Apart from retaining the original melody, the lyric Negaraku will be replaced by Malaysiaku. The rest of the lyrics remained the same.
The tune was borrowed from a popular song of that time, Terang Bulan, which originated from the state anthem of Perak.
It was chosen for the national anthem by a panel of judges headed by Tunku Abdul Rahman, who was the Prime Minister when the Federation of Malaya gained independence from the British in 1957.
Last week, Utusan Malaysia reported that composer Datuk Wah Idris had been entrusted with the new music score which, it added, was to be presented to the Cabinet.
The new version of the national anthem will make its official debut on National Day on Aug 31.
The Information Ministry source said four composers, including from the army and police force orchestras had submitted their variations of the arrangements.
RTM music director Datuk Mokhzani Ismail, who was among those who had submitted the variations, said:
The original version was beautiful and inspiring. It holds a special place in our hearts. We sang it with pride and as a pledge of loyalty to King and country.

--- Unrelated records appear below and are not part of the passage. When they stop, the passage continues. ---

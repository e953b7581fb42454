//! HTTP server setup

use std::future::Future;
use std::sync::Arc;

use axum::{
    routing::{get, post},
    Router,
};
use tokio::net::TcpListener;
use tokio::task::JoinHandle;
use tower_http::cors::CorsLayer;
use tower_http::trace::TraceLayer;
use tracing::info;

use crate::app::options::ServerOptions;
use crate::app::state::AppState;
use crate::errors::ClawError;
use crate::server::handlers::{
    delete_handler, deploy_handler, deployments_handler, health_handler, logs_handler,
    missing_config_handler, secret_handler, status_handler, update_handler, version_handler,
    vm_handler,
};

/// The control surface routes
pub fn router(state: Arc<AppState>) -> Router {
    Router::new()
        // Health and version
        .route("/health", get(health_handler))
        .route("/version", get(version_handler))
        // Provisioning and lifecycle
        .route("/deploy", post(deploy_handler))
        .route("/update", post(update_handler))
        .route("/vm", post(vm_handler))
        .route("/delete", post(delete_handler))
        .route("/status", get(status_handler))
        .route("/logs", get(logs_handler))
        .route("/secrets", post(secret_handler))
        // Records
        .route("/deployments", get(deployments_handler))
        .route("/deployments/{id}/missing-config", get(missing_config_handler))
        // State and middleware
        .with_state(state)
        .layer(TraceLayer::new_for_http())
}

/// Start the HTTP server
pub async fn serve(
    options: &ServerOptions,
    state: Arc<AppState>,
    shutdown_signal: impl Future<Output = ()> + Send + 'static,
) -> Result<JoinHandle<Result<(), ClawError>>, ClawError> {
    let mut app = router(state);
    if options.permissive_cors {
        app = app.layer(CorsLayer::permissive());
    }

    let addr = format!("{}:{}", options.host, options.port);
    info!("Starting HTTP server on {}", addr);

    let listener = TcpListener::bind(&addr)
        .await
        .map_err(|e| ClawError::ServerError(e.to_string()))?;

    let handle = tokio::spawn(async move {
        axum::serve(listener, app)
            .with_graceful_shutdown(shutdown_signal)
            .await
            .map_err(|e| ClawError::ServerError(e.to_string()))
    });

    Ok(handle)
}
//! Plugin and skill registry
//!
//! One canonical, read-only table of the plugins and skills a deployment can
//! enable, the secret slots each plugin reads, and the core slots every boot
//! fetches. Built once at first use and shared for the life of the process.

mod plugins;
mod skills;

use std::collections::{BTreeSet, HashMap};
use std::sync::LazyLock;

pub use control_api::MissingSecret;

use crate::errors::ClawError;

/// Secret slots every boot payload fetches regardless of plugins
pub const CORE_SECRETS: &[&str] = &[
    "telegram-bot-token",
    "google-ai-api-key",
    "openai-api-key",
    "openrouter-api-key",
    "anthropic-api-key",
];

/// A plugin config key backed by a named secret
#[derive(Debug, Clone, Copy, PartialEq, Eq)]
pub struct SecretKey {
    pub config_key: &'static str,
    pub secret_name: &'static str,
}

#[derive(Debug)]
pub struct PluginMeta {
    pub id: &'static str,
    pub name: &'static str,
    pub description: &'static str,
    pub required: &'static [SecretKey],
    pub optional: &'static [SecretKey],
}

impl PluginMeta {
    /// Required then optional keys
    pub fn keys(&self) -> impl Iterator<Item = &'static SecretKey> {
        self.required.iter().chain(self.optional.iter())
    }
}

#[derive(Debug)]
pub struct SkillMeta {
    pub id: &'static str,
    pub name: &'static str,
    pub description: &'static str,
    /// Default cron schedule; `None` means on-demand only
    pub cron: Option<&'static str>,
    pub required_plugins: &'static [&'static str],
}

/// A secret slot needed by the enabled plugins
#[derive(Debug, Clone, PartialEq, Eq)]
pub struct RequiredKey {
    pub plugin_id: &'static str,
    pub config_key: &'static str,
    pub secret_name: &'static str,
    pub required: bool,
}

pub struct Registry {
    plugins: HashMap<&'static str, &'static PluginMeta>,
    skills: HashMap<&'static str, &'static SkillMeta>,
    known_secrets: BTreeSet<&'static str>,
}

static BUILTIN: LazyLock<Registry> = LazyLock::new(Registry::build);

impl Registry {
    /// The process-wide registry
    pub fn builtin() -> &'static Registry {
        &BUILTIN
    }

    fn build() -> Self {
        let mut known_secrets: BTreeSet<&'static str> = CORE_SECRETS.iter().copied().collect();
        for plugin in plugins::PLUGINS {
            known_secrets.extend(plugin.keys().map(|k| k.secret_name));
        }
        Self {
            plugins: plugins::PLUGINS.iter().map(|p| (p.id, p)).collect(),
            skills: skills::SKILLS.iter().map(|s| (s.id, s)).collect(),
            known_secrets,
        }
    }

    pub fn plugin(&self, id: &str) -> Option<&'static PluginMeta> {
        self.plugins.get(id).copied()
    }

    pub fn skill(&self, id: &str) -> Option<&'static SkillMeta> {
        self.skills.get(id).copied()
    }

    pub fn plugins(&self) -> impl Iterator<Item = &'static PluginMeta> {
        plugins::PLUGINS.iter()
    }

    pub fn skills(&self) -> impl Iterator<Item = &'static SkillMeta> {
        skills::SKILLS.iter()
    }

    pub fn validate_plugins<'a>(
        &self,
        ids: impl IntoIterator<Item = &'a String>,
    ) -> Result<(), ClawError> {
        for id in ids {
            if self.plugin(id).is_none() {
                return Err(ClawError::unknown_plugin(id.as_str()));
            }
        }
        Ok(())
    }

    pub fn validate_skills<'a>(
        &self,
        ids: impl IntoIterator<Item = &'a String>,
    ) -> Result<(), ClawError> {
        for id in ids {
            if self.skill(id).is_none() {
                return Err(ClawError::unknown_skill(id.as_str()));
            }
        }
        Ok(())
    }

    /// Secret slots read by the enabled plugins, deduplicated by secret name.
    /// A slot that any enabled plugin requires is reported as required.
    pub fn required_keys<'a>(&self, enabled: impl IntoIterator<Item = &'a String>) -> Vec<RequiredKey> {
        let mut keys: Vec<RequiredKey> = Vec::new();
        for plugin in enabled.into_iter().filter_map(|id| self.plugin(id)) {
            let flagged = plugin
                .required
                .iter()
                .map(|k| (k, true))
                .chain(plugin.optional.iter().map(|k| (k, false)));
            for (key, required) in flagged {
                match keys.iter_mut().find(|k| k.secret_name == key.secret_name) {
                    Some(existing) => existing.required |= required,
                    None => keys.push(RequiredKey {
                        plugin_id: plugin.id,
                        config_key: key.config_key,
                        secret_name: key.secret_name,
                        required,
                    }),
                }
            }
        }
        keys
    }

    /// Required slots of the enabled plugins that have no stored value
    pub fn missing_secrets<'a>(
        &self,
        enabled: impl IntoIterator<Item = &'a String>,
        present: &BTreeSet<String>,
    ) -> Vec<MissingSecret> {
        self.required_keys(enabled)
            .into_iter()
            .filter(|k| k.required && !present.contains(k.secret_name))
            .map(|k| MissingSecret {
                plugin_id: k.plugin_id.to_string(),
                secret_name: k.secret_name.to_string(),
            })
            .collect()
    }

    /// One warning per enabled skill whose required plugin is not enabled
    pub fn missing_skill_dependencies<'a>(
        &self,
        skills: impl IntoIterator<Item = &'a String>,
        plugins: &BTreeSet<String>,
    ) -> Vec<String> {
        let mut warnings = Vec::new();
        for skill in skills.into_iter().filter_map(|id| self.skill(id)) {
            for dep in skill.required_plugins {
                if !plugins.contains(*dep) {
                    warnings.push(format!(
                        "skill {} requires plugin {} which is not enabled",
                        skill.id, dep
                    ));
                }
            }
        }
        warnings
    }

    /// Core slots plus every catalog key, sorted
    pub fn known_secret_names(&self) -> &BTreeSet<&'static str> {
        &self.known_secrets
    }

    pub fn is_known_secret(&self, name: &str) -> bool {
        self.known_secrets.contains(name)
    }
}

/// Environment variable a secret slot is exported as on the VM
pub fn env_var_name(secret_name: &str) -> String {
    secret_name.to_ascii_uppercase().replace('-', "_")
}

#[cfg(test)]
mod tests {
    use super::*;

    fn ids(values: &[&str]) -> Vec<String> {
        values.iter().map(|v| v.to_string()).collect()
    }

    #[test]
    fn test_lookup() {
        let registry = Registry::builtin();
        assert_eq!(registry.plugin("postiz").map(|p| p.required.len()), Some(2));
        assert_eq!(registry.skill("content-engine").and_then(|s| s.cron), Some("0 1 * * 1"));
        assert!(registry.plugin("nope").is_none());
    }

    #[test]
    fn test_validate_rejects_unknown_ids() {
        let registry = Registry::builtin();
        assert!(registry.validate_plugins(&ids(&["github", "web-tools"])).is_ok());
        let err = registry.validate_plugins(&ids(&["github", "fax"])).unwrap_err();
        assert_eq!(err.to_string(), "Unknown plugin id: fax");
        assert!(registry.validate_skills(&ids(&["time-travel"])).is_err());
    }

    #[test]
    fn test_required_keys_deduplicates_and_required_wins() {
        let registry = Registry::builtin();
        // image-gen treats convex-url as optional, convex-knowledge requires it
        let keys = registry.required_keys(&ids(&["image-gen", "convex-knowledge"]));
        let convex: Vec<_> = keys.iter().filter(|k| k.secret_name == "convex-url").collect();
        assert_eq!(convex.len(), 1);
        assert!(convex[0].required);
    }

    #[test]
    fn test_missing_secrets() {
        let registry = Registry::builtin();
        let present: BTreeSet<String> = ["postiz-url".to_string()].into_iter().collect();
        let missing = registry.missing_secrets(&ids(&["postiz", "web-tools"]), &present);
        assert_eq!(
            missing,
            vec![MissingSecret {
                plugin_id: "postiz".into(),
                secret_name: "postiz-api-key".into(),
            }]
        );
    }

    #[test]
    fn test_missing_skill_dependencies() {
        let registry = Registry::builtin();
        let plugins: BTreeSet<String> = ["postiz".to_string()].into_iter().collect();
        let warnings = registry.missing_skill_dependencies(&ids(&["daily-posts", "job-hunter"]), &plugins);
        assert_eq!(warnings.len(), 1);
        assert!(warnings[0].contains("convex-knowledge"));
    }

    #[test]
    fn test_known_secrets_cover_core_and_catalog() {
        let registry = Registry::builtin();
        assert!(registry.is_known_secret("telegram-bot-token"));
        assert!(registry.is_known_secret("github-default-owner"));
        assert!(registry.is_known_secret("gmail-oauth-refresh-token"));
        assert!(!registry.is_known_secret("root-password"));
    }

    #[test]
    fn test_env_var_name() {
        assert_eq!(env_var_name("google-ai-api-key"), "GOOGLE_AI_API_KEY");
    }
}
//! Utility functions

use serde::{Deserialize, Serialize};

/// Version information for clawctl
#[derive(Debug, Clone, Serialize, Deserialize)]
pub struct VersionInfo {
    pub version: String,
    pub git_hash: String,
    pub build_time: String,
}

/// Get version information
pub fn version_info() -> VersionInfo {
    VersionInfo {
        version: env!("CARGO_PKG_VERSION").to_string(),
        git_hash: option_env!("GIT_HASH").unwrap_or("unknown").to_string(),
        build_time: option_env!("BUILD_TIME").unwrap_or("unknown").to_string(),
    }
}

/// Generate a random UUID v4
pub fn generate_uuid() -> String {
    uuid::Uuid::new_v4().to_string()
}

/// Calculate SHA256 hash of data
pub fn sha256_hash(data: &[u8]) -> String {
    use sha2::{Digest, Sha256};
    let mut hasher = Sha256::new();
    hasher.update(data);
    let result = hasher.finalize();
    hex::encode(result)
}

/// Hex encoding utilities
mod hex {
    const HEX_CHARS: &[u8; 16] = b"0123456789abcdef";

    pub fn encode(data: impl AsRef<[u8]>) -> String {
        let data = data.as_ref();
        let mut result = String::with_capacity(data.len() * 2);
        for byte in data {
            result.push(HEX_CHARS[(byte >> 4) as usize] as char);
            result.push(HEX_CHARS[(byte & 0x0f) as usize] as char);
        }
        result
    }
}
//! Boot payload assembly
//!
//! Turns branding, models and the enabled plugin and skill sets into the
//! startup script a VM runs on every boot. Assembly is pure: the same
//! [`BootConfig`] always yields the same script body, which lets an update
//! regenerate the payload and compare it against what a VM already carries.
//! Secret values never enter the payload; the script fetches every known
//! slot by name from Secret Manager at boot.

pub mod markers;
mod script;

use std::collections::{BTreeMap, BTreeSet};

use crate::errors::ClawError;
use crate::models::deployment::{
    validate_branding, validate_cron, validate_models, validate_project_id,
};
use crate::models::{
    Branding, DeploymentRecord, DeploymentRequest, Models, PluginConfig, SkillConfig,
};
use crate::registry::Registry;
use crate::utils::sha256_hash;

pub use script::RUNTIME_VERSION;

/// Instance metadata key the payload is stored under
pub const STARTUP_SCRIPT_KEY: &str = "startup-script";

const MARKER_PREFIX: &str = "# clawctl boot payload v";

/// Everything that shapes the payload
#[derive(Debug, Clone, PartialEq, Eq)]
pub struct BootConfig {
    pub project_id: String,
    pub branding: Branding,
    pub models: Models,
    pub plugins: BTreeSet<String>,
    /// Enabled skills with their cron override
    pub skills: BTreeMap<String, Option<String>>,
}

impl BootConfig {
    pub fn from_request(request: &DeploymentRequest) -> Self {
        Self {
            project_id: request.project_id.clone(),
            branding: request.branding.clone(),
            models: request.models.clone(),
            plugins: request.enabled_plugins.clone(),
            skills: request.skill_selections(),
        }
    }

    /// Rebuild from persisted state; disabled rows are ignored
    pub fn from_record(
        record: &DeploymentRecord,
        plugins: &[PluginConfig],
        skills: &[SkillConfig],
    ) -> Self {
        Self {
            project_id: record.project_id.clone(),
            branding: record.branding.clone(),
            models: record.models.clone(),
            plugins: plugins
                .iter()
                .filter(|p| p.enabled)
                .map(|p| p.plugin_id.clone())
                .collect(),
            skills: skills
                .iter()
                .filter(|s| s.enabled)
                .map(|s| (s.skill_id.clone(), s.cron_override.clone()))
                .collect(),
        }
    }
}

/// An assembled startup script
#[derive(Debug, Clone, PartialEq, Eq)]
pub struct BootPayload {
    pub script: String,
    /// The version marker line
    pub marker: String,
    /// SHA-256 of the script without the marker line
    pub fingerprint: String,
}

fn strip_marker(script: &str) -> String {
    script
        .split_inclusive('\n')
        .filter(|line| !line.starts_with(MARKER_PREFIX))
        .collect()
}

/// Fingerprint of any startup script, comparable to [`BootPayload::fingerprint`]
pub fn fingerprint_of(script: &str) -> String {
    sha256_hash(strip_marker(script).as_bytes())
}

/// Build the startup script for `config`
pub fn assemble(config: &BootConfig, registry: &Registry) -> Result<BootPayload, ClawError> {
    validate_project_id(&config.project_id)?;
    validate_branding(&config.branding)?;
    validate_models(&config.models)?;
    registry.validate_plugins(&config.plugins)?;
    registry.validate_skills(config.skills.keys())?;
    for (skill, cron) in &config.skills {
        if let Some(cron) = cron {
            validate_cron(skill, cron)?;
        }
    }

    let marker = format!("{}{}", MARKER_PREFIX, env!("CARGO_PKG_VERSION"));
    let secret_names = registry.known_secret_names();

    let mut out = String::with_capacity(16 * 1024);
    out.push_str(script::SHEBANG);
    out.push('\n');
    out.push_str(&marker);
    out.push('\n');
    out.push_str(&script::preamble());
    out.push_str(script::runtime());
    out.push_str(&script::secrets(&config.project_id, secret_names));
    out.push_str(&script::plugins(&config.plugins));
    out.push_str(&script::skills(&config.skills, registry));
    out.push_str(&script::agent_config(config, registry, secret_names)?);
    out.push_str(script::auth_profiles());
    out.push_str(&script::service(&config.branding.bot_name));

    let fingerprint = fingerprint_of(&out);
    Ok(BootPayload {
        script: out,
        marker,
        fingerprint,
    })
}
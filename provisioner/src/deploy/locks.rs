//! Per-key async mutexes

use std::collections::HashMap;
use std::sync::{Arc, Mutex};

use tokio::sync::{Mutex as AsyncMutex, OwnedMutexGuard};
use tracing::debug;

/// Serializes work on one key while letting different keys run in parallel.
/// Entries nobody holds are pruned on the next `lock` call.
#[derive(Debug, Default)]
pub struct KeyedLocks {
    locks: Mutex<HashMap<String, Arc<AsyncMutex<()>>>>,
}

impl KeyedLocks {
    pub fn new() -> Self {
        Self::default()
    }

    fn mutex(&self, key: &str) -> Arc<AsyncMutex<()>> {
        let mut locks = self.locks.lock().unwrap_or_else(|e| e.into_inner());
        locks.retain(|k, m| k == key || Arc::strong_count(m) > 1);
        locks
            .entry(key.to_string())
            .or_insert_with(|| Arc::new(AsyncMutex::new(())))
            .clone()
    }

    pub async fn lock(&self, key: &str) -> OwnedMutexGuard<()> {
        let mutex = self.mutex(key);
        debug!("waiting for lock on {}", key);
        mutex.lock_owned().await
    }

    /// The guard for `key`, or `None` while someone else holds it
    pub fn try_lock(&self, key: &str) -> Option<OwnedMutexGuard<()>> {
        self.mutex(key).try_lock_owned().ok()
    }

    /// Number of keys currently tracked
    pub fn len(&self) -> usize {
        self.locks.lock().unwrap_or_else(|e| e.into_inner()).len()
    }

    pub fn is_empty(&self) -> bool {
        self.len() == 0
    }
}
#[cfg(test)]
mod tests {
    use super::*;

    fn target() -> InstanceRef {
        InstanceRef::new("acme-agents", "us-central1-a", "claw")
    }

    fn spec(script: &str) -> InstanceSpec {
        InstanceSpec {
            target: target(),
            machine_type: "e2-small".into(),
            source_image: "projects/debian-cloud/global/images/family/debian-12".into(),
            service_account_email: "agent-sa@acme-agents.iam.gserviceaccount.com".into(),
            network_tag: "openclaw".into(),
            startup_script: script.into(),
        }
    }

    #[tokio::test]
    async fn test_create_boots_and_reports_markers() {
        let cloud = MemoryCloud::new();
        let outcome = cloud
            .create_instance(&spec("install_plugin postiz\ninstall_skill daily-posts '0 13 * * *'\n"))
            .await
            .unwrap();
        assert_eq!(outcome, CreateOutcome::Created);

        let console = cloud.get_serial_port_output(&target(), 0).await.unwrap().contents;
        assert_eq!(markers::plugin(&console, "postiz"), markers::InstallMark::Installed);
        assert_eq!(markers::skill(&console, "daily-posts"), markers::InstallMark::Installed);
        assert!(markers::boot_complete(&console));

        let again = cloud.create_instance(&spec("")).await.unwrap();
        assert_eq!(again, CreateOutcome::AlreadyExists);
        assert_eq!(cloud.instance_count(), 1);
    }

    #[tokio::test]
    async fn test_scripted_failures() {
        let cloud = MemoryCloud::new();
        cloud.fail_next("enable_api", CloudError::Transport("reset by peer".into()));
        assert!(cloud.enable_api("p", "compute.googleapis.com").await.is_err());
        assert!(cloud.enable_api("p", "compute.googleapis.com").await.is_ok());
        assert_eq!(cloud.calls_to("enable_api"), 2);

        cloud.fail_always("delete_router", CloudError::Api { status: 403, message: "denied".into() });
        assert!(cloud.delete_router("p", "r", "n").await.is_err());
        assert!(cloud.delete_router("p", "r", "n").await.is_err());
        cloud.clear_failures();
        assert!(cloud.delete_router("p", "r", "n").await.is_ok());
    }

    #[tokio::test]
    async fn test_firewall_conflict_and_hang() {
        let cloud = MemoryCloud::with_boot(BootBehaviour::Hang);
        let rule = FirewallRule {
            name: "deny-all-ingress".into(),
            action: super::super::FirewallAction::Deny,
            priority: 2000,
            protocol: "all".into(),
            ports: vec![],
            source_ranges: vec!["0.0.0.0/0".into()],
            target_tags: vec!["openclaw".into()],
        };
        cloud.set_firewall_rule("p", &rule).await.unwrap();
        assert!(matches!(
            cloud.set_firewall_rule("p", &rule).await,
            Err(CloudError::Conflict(_))
        ));
        assert_eq!(cloud.firewall_rules().len(), 1);

        cloud.create_instance(&spec("")).await.unwrap();
        let output = cloud.get_serial_port_output(&target(), 0).await.unwrap();
        assert_eq!(output, ConsoleOutput::default());
    }

    #[tokio::test]
    async fn test_reset_requires_running() {
        let cloud = MemoryCloud::new();
        cloud.create_instance(&spec("")).await.unwrap();
        cloud.stop_instance(&target()).await.unwrap();
        assert!(cloud.reset_instance(&target()).await.is_err());
        cloud.start_instance(&target()).await.unwrap();
        assert_eq!(cloud.boot_count(&target()), 2);
    }

    #[tokio::test]
    async fn test_console_window_drops_old_output() {
        let cloud = MemoryCloud::new();
        cloud.set_console_window(64);
        cloud.create_instance(&spec("install_plugin postiz\n")).await.unwrap();

        let first = cloud.get_serial_port_output(&target(), 0).await.unwrap();
        assert_eq!(first.contents.len(), 64);
        assert!(first.next > 64);
        assert!(markers::boot_complete(&first.contents));

        let idle = cloud.get_serial_port_output(&target(), first.next).await.unwrap();
        assert_eq!(idle.contents, "");
        assert_eq!(idle.next, first.next);

        cloud.reset_instance(&target()).await.unwrap();
        let second = cloud.get_serial_port_output(&target(), first.next).await.unwrap();
        assert!(markers::boot_complete(&second.contents));
        assert_eq!(second.next, first.next * 2);
    }

    #[tokio::test]
    async fn test_created_instance_carries_owner_label() {
        let cloud = MemoryCloud::new();
        cloud.create_instance(&spec("")).await.unwrap();
        let info = cloud.get_instance(&target()).await.unwrap().unwrap();
        assert!(info.is_owned_by(&target()));

        let other = InstanceRef::new("acme-agents", "us-central1-a", "legacy");
        cloud.insert_unmanaged_instance(&other, "");
        let info = cloud.get_instance(&other).await.unwrap().unwrap();
        assert!(!info.is_owned_by(&other));
        assert_eq!(info.status, InstanceStatus::Running);
    }
}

So, if there is any attempt to change it then it should be done in a dignified manner.
The Star Letters to Editor Section on Thursday, August 07, 2003 by Nationalistic
I FULLY support Pelita Negaras comments regarding the impending change to the national anthem Negara Ku, Old version of national anthem is more inspiring, (Sunday Star, July 31).
The last change made to Negara Ku was to increase the beat. Ten years later, apparently not only is the beat too slow but also the name Negara Ku is deemed not up to standard.
After this what will be next? Will our national flag Jalur Gemilang be deemed old fashioned too?
I suppose if we can demolish the Stadium Negara, the cradle of our independence, without blinking an eye, then we can do anything.
Change is necessary in a changing environment. I for one will support any change that will bring a better tomorrow.
Like Pelita Negara, I agree that when we change, it must be for the better.
There are certain things in life one does not change. For example, one does not change ones family name. If one does it, it is usually to hide something.
I dont know of anything in our national anthem that necessitates such a move.
If old buildings can be protected as heritage buildings, then add the national anthem to the endangered list.
Should there really be a need to change Negara Ku again, please do not leave such decision to some individuals. Hold a national referendum if necessary.